Los latidos del corazón resonaban en mis oídos con una nitidez que me erizaba los pelos. La precariedad de la vida quedaba de manifiesto cuando reparaba en que su continuidad dependía de la constancia de ese tac-tac.
El buen funcionamiento de los relojes consistía también en ese sonido uniforme. Cuando la cadencia se apagaba, esos artilugios dejaban de medir el tiempo, de marcar la hora. O marcaban para siempre la misma: aquella en la que sus manecillas se detuvieron, aquella en la que la eternidad se deslizó entre el último tic y el último tac.
La pérdida del ritmo anunciaba la inminencia del fin. Su ausencia era un sinónimo de muerte.
Se puede vivir mudo o cojo. Con un solo riñón. Con algunos metros menos de intestino. Pero el corazón no puede siquiera descansar.
En el centro del pecho, ligeramente orientado hacia la izquierda, es el maestro de ceremonias que dirige el baile con el insistente pum pum de su bastón en el suelo.
Comencé a vigilar mis pulsaciones. Al movimiento de sístole debía suceder el de diástole con isocronismo perfecto. Nada de precipitaciones ni tardanzas.
Me tomaba el pulso a menudo. Si había gente, lo hacía a escondidas, pues esta práctica se había convertido en un hábito y varios conocidos me habían preguntado si me pasaba algo.
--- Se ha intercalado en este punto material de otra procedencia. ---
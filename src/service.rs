//! Request/response contract exposed to the tool layer.

use std::any::Any;
use std::future::Future;
use std::panic::AssertUnwindSafe;
use std::sync::Arc;

use futures::FutureExt;
use schemars::JsonSchema;
use serde::{Deserialize, Serialize};

use crate::apis::{
    ArticleQuery, ArticleRecord, ArticleSource, PatentRecord, PatentSource, RssSourceSpec,
    SourceError,
};
use crate::config::Config;
use crate::feeds::{self, FeedFetcher};
use crate::search;
use crate::summarize::{self, Summarizer};

const NO_PAPERS: &str = "No papers found. Try different keywords.";
const NO_SOURCES: &str = "No sources specified";
const NO_WEB_ARTICLES: &str = "No articles found";
const EMPTY_PATENT_QUERY: &str = "Please enter a search query";
const NO_PATENTS: &str = "No patents found. Try different keywords.";
const MISSING_SUMMARY_INPUT: &str = "Title and abstract are required";

#[derive(Debug, Default, Deserialize, JsonSchema)]
pub struct ArticleSearchRequest {
    #[serde(default)]
    #[schemars(description = "Research field label, e.g. \"machine learning\" or \"quantum computing\"")]
    pub field: String,
    #[serde(default)]
    #[schemars(description = "Free-text keywords")]
    pub keywords: String,
}

#[derive(Debug, Default, Deserialize, JsonSchema)]
pub struct WebArticlesRequest {
    #[serde(default)]
    #[schemars(description = "RSS/Atom feeds to aggregate: {rssUrl, name, category?, enabled?}")]
    pub sources: Vec<RssSourceSpec>,
}

#[derive(Debug, Default, Deserialize, JsonSchema)]
pub struct PatentSearchRequest {
    #[serde(default)]
    #[schemars(description = "Patent search keywords")]
    pub query: String,
    #[schemars(description = "Maximum patents to return (default 20)")]
    pub limit: Option<usize>,
}

#[derive(Debug, Default, Deserialize, JsonSchema)]
pub struct SummarizeRequest {
    #[serde(default)]
    #[schemars(description = "Paper title")]
    pub title: String,
    #[serde(default, rename = "abstract")]
    #[schemars(description = "Paper abstract")]
    pub abstract_text: String,
}

#[derive(Debug, Serialize)]
pub struct ArticlesResponse {
    pub articles: Vec<ArticleRecord>,
    #[serde(skip_serializing_if = "Option::is_none")]
    pub message: Option<String>,
}

#[derive(Debug, Serialize)]
pub struct PatentsResponse {
    pub patents: Vec<PatentRecord>,
    #[serde(skip_serializing_if = "Option::is_none")]
    pub message: Option<String>,
}

#[derive(Debug, Serialize)]
pub struct SummaryResponse {
    pub summary: String,
}

#[derive(Debug, Serialize)]
pub struct ErrorResponse {
    pub error: String,
    #[serde(skip_serializing_if = "Option::is_none")]
    pub details: Option<String>,
}

impl ArticlesResponse {
    fn from_articles(articles: Vec<ArticleRecord>, empty_message: &str) -> Self {
        let message = articles.is_empty().then(|| empty_message.to_string());
        Self { articles, message }
    }
}

/// Every provider the boundary operations orchestrate.
#[derive(Clone)]
pub struct ResearchFeed {
    pub(crate) papers: Arc<dyn ArticleSource>,
    pub(crate) papers_fallback: Arc<dyn ArticleSource>,
    pub(crate) feeds: Arc<dyn FeedFetcher>,
    pub(crate) patents: Arc<dyn PatentSource>,
    pub(crate) patents_top_up: Arc<dyn PatentSource>,
    pub(crate) summarizer: Arc<dyn Summarizer>,
}

impl ResearchFeed {
    pub fn from_config(config: &Config) -> Result<Self, SourceError> {
        Ok(Self {
            papers: Arc::new(config.build_arxiv()?),
            papers_fallback: Arc::new(config.build_semantic_scholar()?),
            feeds: Arc::new(config.build_rss()?),
            patents: Arc::new(config.build_google_patents()?),
            patents_top_up: Arc::new(config.build_patentsview()?),
            summarizer: config.build_summarizer()?,
        })
    }

    pub async fn search_articles(
        &self,
        req: ArticleSearchRequest,
    ) -> Result<ArticlesResponse, ErrorResponse> {
        let query = ArticleQuery {
            field: req.field,
            keywords: req.keywords,
        };
        let articles = guarded(
            "Failed to fetch papers",
            search::search_articles(self.papers.as_ref(), self.papers_fallback.as_ref(), &query),
        )
        .await?;
        Ok(ArticlesResponse::from_articles(articles, NO_PAPERS))
    }

    pub async fn search_web_articles(
        &self,
        req: WebArticlesRequest,
    ) -> Result<ArticlesResponse, ErrorResponse> {
        if req.sources.is_empty() {
            return Ok(ArticlesResponse::from_articles(Vec::new(), NO_SOURCES));
        }
        let articles = guarded(
            "Failed to fetch web articles",
            feeds::fetch_feeds(Arc::clone(&self.feeds), &req.sources),
        )
        .await?;
        Ok(ArticlesResponse::from_articles(articles, NO_WEB_ARTICLES))
    }

    pub async fn search_patents(
        &self,
        req: PatentSearchRequest,
    ) -> Result<PatentsResponse, ErrorResponse> {
        if req.query.trim().is_empty() {
            return Ok(PatentsResponse {
                patents: Vec::new(),
                message: Some(EMPTY_PATENT_QUERY.to_string()),
            });
        }
        let limit = req.limit.unwrap_or(search::DEFAULT_PATENT_LIMIT);
        let patents = guarded(
            "Failed to fetch patents",
            search::search_patents(
                self.patents.as_ref(),
                self.patents_top_up.as_ref(),
                &req.query,
                limit,
            ),
        )
        .await?;
        let message = patents.is_empty().then(|| NO_PATENTS.to_string());
        Ok(PatentsResponse { patents, message })
    }

    pub async fn summarize(&self, req: SummarizeRequest) -> Result<SummaryResponse, ErrorResponse> {
        if req.title.trim().is_empty() || req.abstract_text.trim().is_empty() {
            return Err(ErrorResponse {
                error: MISSING_SUMMARY_INPUT.to_string(),
                details: None,
            });
        }
        let summary = guarded(
            "Failed to generate summary",
            summarize::summarize_or_template(self.summarizer.as_ref(), &req.title, &req.abstract_text),
        )
        .await?;
        Ok(SummaryResponse { summary })
    }
}

/// Run `fut`, turning a panic into an error response carrying the panic text.
async fn guarded<T>(context: &str, fut: impl Future<Output = T>) -> Result<T, ErrorResponse> {
    match AssertUnwindSafe(fut).catch_unwind().await {
        Ok(value) => Ok(value),
        Err(panic) => {
            let details = panic_message(panic.as_ref());
            tracing::error!("{}: {}", context, details);
            Err(ErrorResponse {
                error: context.to_string(),
                details: Some(details),
            })
        }
    }
}

fn panic_message(panic: &(dyn Any + Send)) -> String {
    if let Some(s) = panic.downcast_ref::<&str>() {
        s.to_string()
    } else if let Some(s) = panic.downcast_ref::<String>() {
        s.clone()
    } else {
        "unknown error".to_string()
    }
}
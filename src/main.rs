use std::sync::Arc;
use rmcp::{
    handler::server::tool::ToolRouter, handler::server::wrapper::Parameters,
    model::*, tool, tool_handler, tool_router,
    transport::stdio, ErrorData as McpError, ServerHandler, ServiceExt,
};
use serde::Serialize;
use tracing_subscriber::EnvFilter;

mod apis;
mod config;
mod feeds;
mod search;
mod service;
mod summarize;

use config::Config;
use service::{
    ArticleSearchRequest, ErrorResponse, PatentSearchRequest, ResearchFeed, SummarizeRequest,
    WebArticlesRequest,
};

// ── Server ──────────────────────────────────────────────────────────────────

#[derive(Clone)]
pub struct ResearchFeedServer {
    tool_router: ToolRouter<Self>,
    config: Arc<Config>,
    feed: ResearchFeed,
}

fn to_json<T: Serialize>(value: &T) -> Result<String, McpError> {
    serde_json::to_string_pretty(value)
        .map_err(|e| McpError::internal_error(format!("Serialization error: {}", e), None))
}

fn respond<T: Serialize>(outcome: Result<T, ErrorResponse>) -> Result<CallToolResult, McpError> {
    match outcome {
        Ok(body) => Ok(CallToolResult::success(vec![Content::text(to_json(&body)?)])),
        Err(err) => Ok(CallToolResult::error(vec![Content::text(to_json(&err)?)])),
    }
}

#[tool_router]
impl ResearchFeedServer {
    pub fn create() -> anyhow::Result<Self> {
        let config = Config::from_env();
        let feed = ResearchFeed::from_config(&config)?;

        tracing::info!(
            "Initialized providers, timeout={:?}, summaries via {:?}",
            config.timeout,
            config.llm
        );

        Ok(Self {
            tool_router: Self::tool_router(),
            config: Arc::new(config),
            feed,
        })
    }

    #[tool(description = "List upstream providers and the summarizer backend with their status")]
    async fn list_sources(&self) -> Result<CallToolResult, McpError> {
        let statuses = self.config.source_status();
        Ok(CallToolResult::success(vec![Content::text(to_json(&statuses)?)]))
    }

    #[tool(description = "Search research papers on arXiv, falling back to Semantic Scholar when arXiv has nothing. Returns at most 20 papers.")]
    async fn search_articles(
        &self,
        Parameters(params): Parameters<ArticleSearchRequest>,
    ) -> Result<CallToolResult, McpError> {
        respond(self.feed.search_articles(params).await)
    }

    #[tool(description = "Fetch RSS/Atom feeds concurrently and return up to 50 articles, newest first")]
    async fn search_web_articles(
        &self,
        Parameters(params): Parameters<WebArticlesRequest>,
    ) -> Result<CallToolResult, McpError> {
        respond(self.feed.search_web_articles(params).await)
    }

    #[tool(description = "Search patents on Google Patents, topped up from USPTO PatentsView when few results are found")]
    async fn search_patents(
        &self,
        Parameters(params): Parameters<PatentSearchRequest>,
    ) -> Result<CallToolResult, McpError> {
        respond(self.feed.search_patents(params).await)
    }

    #[tool(description = "Summarize a paper from its title and abstract in 3-4 sentences")]
    async fn summarize(
        &self,
        Parameters(params): Parameters<SummarizeRequest>,
    ) -> Result<CallToolResult, McpError> {
        respond(self.feed.summarize(params).await)
    }
}

#[tool_handler]
impl ServerHandler for ResearchFeedServer {
    fn get_info(&self) -> ServerInfo {
        ServerInfo {
            protocol_version: ProtocolVersion::V_2024_11_05,
            capabilities: ServerCapabilities::builder().enable_tools().build(),
            server_info: Implementation::from_build_env(),
            instructions: Some(
                "Research news aggregation: papers from arXiv and Semantic Scholar, \
                 web articles from caller-supplied RSS/Atom feeds, patents from Google \
                 Patents and USPTO PatentsView, and short paper summaries."
                    .into(),
            ),
        }
    }
}

#[tokio::main]
async fn main() -> anyhow::Result<()> {
    dotenvy::dotenv().ok();

    tracing_subscriber::fmt()
        .with_env_filter(EnvFilter::from_default_env())
        .with_writer(std::io::stderr)
        .with_ansi(false)
        .init();

    tracing::info!("Starting research-feed MCP server");

    let server = ResearchFeedServer::create()?;
    let service = server.serve(stdio()).await?;
    service.waiting().await?;

    Ok(())
}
Sólo en presencia de Alberto me comportaba libremente e incluso lo hacía partícipe de mi temor. Cuando no me encontraba el pulso, me aconsejaba que lo buscase en el cuello o en la sien. Incluso me lo tomaba él mismo y, una vez contados los latidos, exclamaba: “¡Pero si lo tienes normal!”.
Adquirí la costumbre de golpearme el pecho con la palma de la mano, no en un acto de contrición sino de aliento. De esta forma pretendía estimular la buena marcha de un órgano tan valioso.
Un día, en el autobús, un recuerdo irrumpió en mi memoria. Mi mano dejó de percutir el esternón. Mis dedos se crisparon. Ante mí veía un cerdo abierto en canal y unas enormes tijeras hurgando en su interior.
Volví a escuchar el hurra que lanzó el ayudante del matarife cuando encontró la ansiada víscera. Rebosante de satisfacción, tras cortar venas y arterias, ensartó su trofeo en uno de los extremos de las tijeras y lo mostró a la concurrencia: un corazón caliente y sangrante.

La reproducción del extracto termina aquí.